So, on the recommendation of my friend Kevin, I went to see the movie “District 9.” I have to agree with his assessment: it was a really good movie, and certainly not what I expected. I was expecting another Hollywood pro-illegal immigration referendum, but that wasn’t what it was at all. I won’t go into anymore detail than that, because I don’t like to spoil movies that I enjoy.
My one gripe was the line “Where there are weapons, there is crime,” in reference to civilians having guns. In defense of the movie, it doesn’t take place in America, and I don’t know what the South African gun-culture is like. A little later, the same commentator makes the comment, “Where there are slums, there is crime,” which Kevin accepts as an explanation of the earlier statement worthy of absolution–I don’t. But that’s a pretty minor gripe in a really good movie.
Unfortunately, I didn’t leave the cinema after watching it. I stayed to watch the new Tim Burton movie, “9.” Sigh. It’s yet another “God is dead, and that’s a good thing” movie. I could tell as soon as it started that it was some sort of allegory, but I admit that it took me until almost the end of the movie to figure out what the message actually was.
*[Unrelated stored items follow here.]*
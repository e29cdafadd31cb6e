// SPDX-License-Identifier: MIT OR Apache-2.0
//! Registry drift: ghosts (registered projects no longer found on disk) and
//! rogues (projects found on disk but never registered).

use std::collections::BTreeSet;

use serde::{Deserialize, Serialize};
use wd_core::{ProjectRegistry, RegistryOverride};

/// One project-root candidate found on disk, independent of the registry
/// (the shape the project discovery scanner's items deserialize into).
#[derive(Debug, Clone, Deserialize, Serialize)]
pub struct DiscoveredProject {
    /// The directory name.
    pub name: String,
    /// The absolute path on disk.
    pub path: String,
    /// Which marker file identified this as a project root.
    pub marker: String,
}

/// A project registered but absent on disk.
#[derive(Debug, Clone, Serialize)]
pub struct Ghost {
    /// The project's key.
    pub project_key: String,
    /// The project's display name.
    pub display_name: String,
    /// Every local path the registry expected to find.
    pub local_paths: Vec<String>,
}

/// A project present on disk but unregistered.
#[derive(Debug, Clone, Serialize)]
pub struct Rogue {
    /// The directory name.
    pub name: String,
    /// The absolute path on disk.
    pub path: String,
    /// Which marker file identified it.
    pub marker: String,
}

/// Roll-up counts for the drift report.
#[derive(Debug, Clone, Default, Serialize)]
pub struct DriftSummary {
    /// Number of non-excluded registered projects considered.
    pub registered_count: usize,
    /// Number of project roots discovered on disk.
    pub discovered_count: usize,
    /// Number of ghosts.
    pub ghost_count: usize,
    /// Number of rogues.
    pub rogue_count: usize,
}

/// Current shape version of [`DriftReport`]. Bump on any breaking change to
/// the artifact's fields.
pub const DRIFT_REPORT_SCHEMA: &str = "warden.drift_report.v1";

/// The registry drift report.
#[derive(Debug, Clone, Serialize)]
pub struct DriftReport {
    /// Shape version tag; see [`DRIFT_REPORT_SCHEMA`].
    pub schema: String,
    /// RFC 3339 generation timestamp.
    pub generated_at: String,
    /// Roll-up counts.
    pub summary: DriftSummary,
    /// Ghosts, sorted by project key.
    pub ghosts: Vec<Ghost>,
    /// Rogues, sorted by path.
    pub rogues: Vec<Rogue>,
}

fn is_excluded(project_key: &str, overrides: &[RegistryOverride]) -> bool {
    overrides.iter().any(|o| o.project_key == project_key && o.excluded)
}

/// Compare `registry` against `discovered` filesystem project roots,
/// producing a [`DriftReport`]. Projects whose override marks them
/// `excluded` are left out of both the registered count and ghost
/// detection.
#[must_use]
pub fn detect_drift(
    registry: &ProjectRegistry,
    overrides: &[RegistryOverride],
    discovered: &[DiscoveredProject],
    generated_at: impl Into<String>,
) -> DriftReport {
    let registered_paths: BTreeSet<&str> = registry
        .projects
        .values()
        .filter(|p| !is_excluded(&p.identity.project_key, overrides))
        .flat_map(|p| p.identity.local_paths.iter().map(String::as_str))
        .collect();

    let mut ghosts: Vec<Ghost> = Vec::new();
    let mut registered_count = 0;
    for project in registry.projects.values() {
        if is_excluded(&project.identity.project_key, overrides) {
            continue;
        }
        registered_count += 1;
        if project.identity.local_paths.is_empty() {
            continue;
        }
        let all_missing = project.identity.local_paths.iter().all(|p| !std::path::Path::new(p).exists());
        if all_missing {
            ghosts.push(Ghost {
                project_key: project.identity.project_key.clone(),
                display_name: project.identity.display_name.clone(),
                local_paths: project.identity.local_paths.clone(),
            });
        }
    }
    ghosts.sort_by(|a, b| a.project_key.cmp(&b.project_key));

    let mut rogues: Vec<Rogue> = discovered
        .iter()
        .filter(|d| !registered_paths.contains(d.path.as_str()))
        .map(|d| Rogue { name: d.name.clone(), path: d.path.clone(), marker: d.marker.clone() })
        .collect();
    rogues.sort_by(|a, b| a.path.cmp(&b.path));

    let summary = DriftSummary {
        registered_count,
        discovered_count: discovered.len(),
        ghost_count: ghosts.len(),
        rogue_count: rogues.len(),
    };

    DriftReport { schema: DRIFT_REPORT_SCHEMA.to_string(), generated_at: generated_at.into(), summary, ghosts, rogues }
}
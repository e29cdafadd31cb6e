// SPDX-License-Identifier: MIT OR Apache-2.0
//! Database category: scanners built on the hybrid data-access layer.

mod agents;
mod projects;

pub use agents::CmpAgentsScanner;
pub use projects::CmpProjectsScanner;
// SPDX-License-Identifier: MIT OR Apache-2.0
//! `wd audit` — internal consistency checks: UUID provenance, configuration
//! schema, and scanner registration hygiene.

use std::path::{Path, PathBuf};
use std::sync::Arc;

use anyhow::{Context, Result};

use wd_config::WardenConfig;
use wd_core::ProjectRegistry;
use wd_dataaccess::DataAccessLayer;
use wd_scanners_core::ScannerRegistry;

use crate::support;

pub fn uuids(config_path: Option<&Path>, registry: Option<PathBuf>) -> Result<()> {
    let config = support::load_config(config_path)?;
    let resolver = support::build_resolver()?;

    let registry_path = registry.unwrap_or_else(|| resolver.governance_path("project_registry.json"));
    let registry: ProjectRegistry = support::read_json(&registry_path)
        .with_context(|| format!("failed to read registry {}", registry_path.display()))?;

    let mut categorized: Vec<(String, String)> = Vec::new();
    for project in registry.projects.values() {
        let label = categorize(&config, &project.identity.local_paths);
        for path in &project.identity.local_paths {
            categorized.push((path.clone(), label.clone()));
        }
        if project.identity.local_paths.is_empty() {
            categorized.push((project.identity.project_key.clone(), "unlocated".to_string()));
        }
    }

    let output_path = resolver.artifacts_path().join("uuid_provenance.json");
    support::write_json_pretty(&output_path, &categorized)?;

    let report_path = resolver.artifacts_path().join("UUID_AUDIT_REPORT.md");
    let mut report = String::from("# UUID Provenance Audit\n\n");
    report.push_str(&format!("Total entries: {}\n\n", categorized.len()));
    report.push_str("| Path | Provenance |\n|---|---|\n");
    for (path, label) in &categorized {
        report.push_str(&format!("| {path} | {label} |\n"));
    }
    std::fs::write(&report_path, report).context("failed to write UUID audit report")?;

    println!(
        "audit uuids: {} entries -> {} / {}",
        categorized.len(),
        output_path.display(),
        report_path.display(),
    );
    Ok(())
}

fn categorize(config: &WardenConfig, local_paths: &[String]) -> String {
    for path in local_paths {
        for rule in &config.provenance_rules {
            if path.contains(&rule.pattern) {
                return rule.label.clone();
            }
        }
    }
    "unclassified".to_string()
}

pub fn deps(config_path: Option<&Path>, schema_output: Option<PathBuf>) -> Result<()> {
    let config = support::load_config(config_path)?;
    let resolver = support::build_resolver()?;

    let warnings = wd_config::validate_config(&config).map_err(|e| anyhow::anyhow!("{e}"))?;
    for warning in &warnings {
        println!("audit deps: warning: {warning}");
    }

    let schema = schemars::schema_for!(WardenConfig);
    let output_path = schema_output.unwrap_or_else(|| resolver.artifacts_path().join("warden_config.schema.json"));
    support::write_json_pretty(&output_path, &schema)?;

    println!("audit deps: {} warning(s), schema -> {}", warnings.len(), output_path.display());
    Ok(())
}

pub fn lock(config_path: Option<&Path>) -> Result<()> {
    let config = support::load_config(config_path)?;
    let resolver = support::build_resolver()?;

    let data_access = Arc::new(DataAccessLayer::new(
        config.backend_url.clone(),
        config.database_url.clone(),
        config.cache_dir.clone().map(PathBuf::from),
    ));
    let mut registry = ScannerRegistry::new();
    wd_scanners::register_all(&mut registry, data_access).context("scanner registration collision detected")?;

    let expected = 5;
    if registry.len() != expected {
        anyhow::bail!("expected {expected} registered scanners, found {}", registry.len());
    }

    let artifacts_dir = resolver.artifacts_path();
    let mut leftover_tmp = Vec::new();
    if artifacts_dir.is_dir() {
        for entry in std::fs::read_dir(&artifacts_dir)? {
            let entry = entry?;
            if entry.path().extension().and_then(|e| e.to_str()) == Some("tmp") {
                leftover_tmp.push(entry.path());
            }
        }
    }

    if !leftover_tmp.is_empty() {
        anyhow::bail!(
            "found {} leftover temporary artifact file(s): {}",
            leftover_tmp.len(),
            leftover_tmp.iter().map(|p| p.display().to_string()).collect::<Vec<_>>().join(", "),
        );
    }

    println!("audit lock: {} scanners registered, no leftover temp files", registry.len());
    Ok(())
}
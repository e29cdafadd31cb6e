// SPDX-License-Identifier: MIT OR Apache-2.0
//! Static category: source-level pattern scanners that need no running
//! process or external service.

mod events;

pub use events::EventSurfaceScanner;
At least it wasn’t as blatantly literal as the “His Dark Materials” series. Even if it weren’t for the ridiculous theme, this movie sucked. I find it a bit difficult to any level of suspense or sympathy when there’s not a single living character in the movie. That’s right, the “good guys” (more or less) are all animated rag-dolls (technically, they’re a Hollywood stupid-magic version of homunculi, but we don’t find that out until very late in the movie) and the villains are all completely unbelievable machines. And I have quite a high threshold for suspension of disbelief.
All in all, “District 9” is highly recommended; “9” is to be avoided.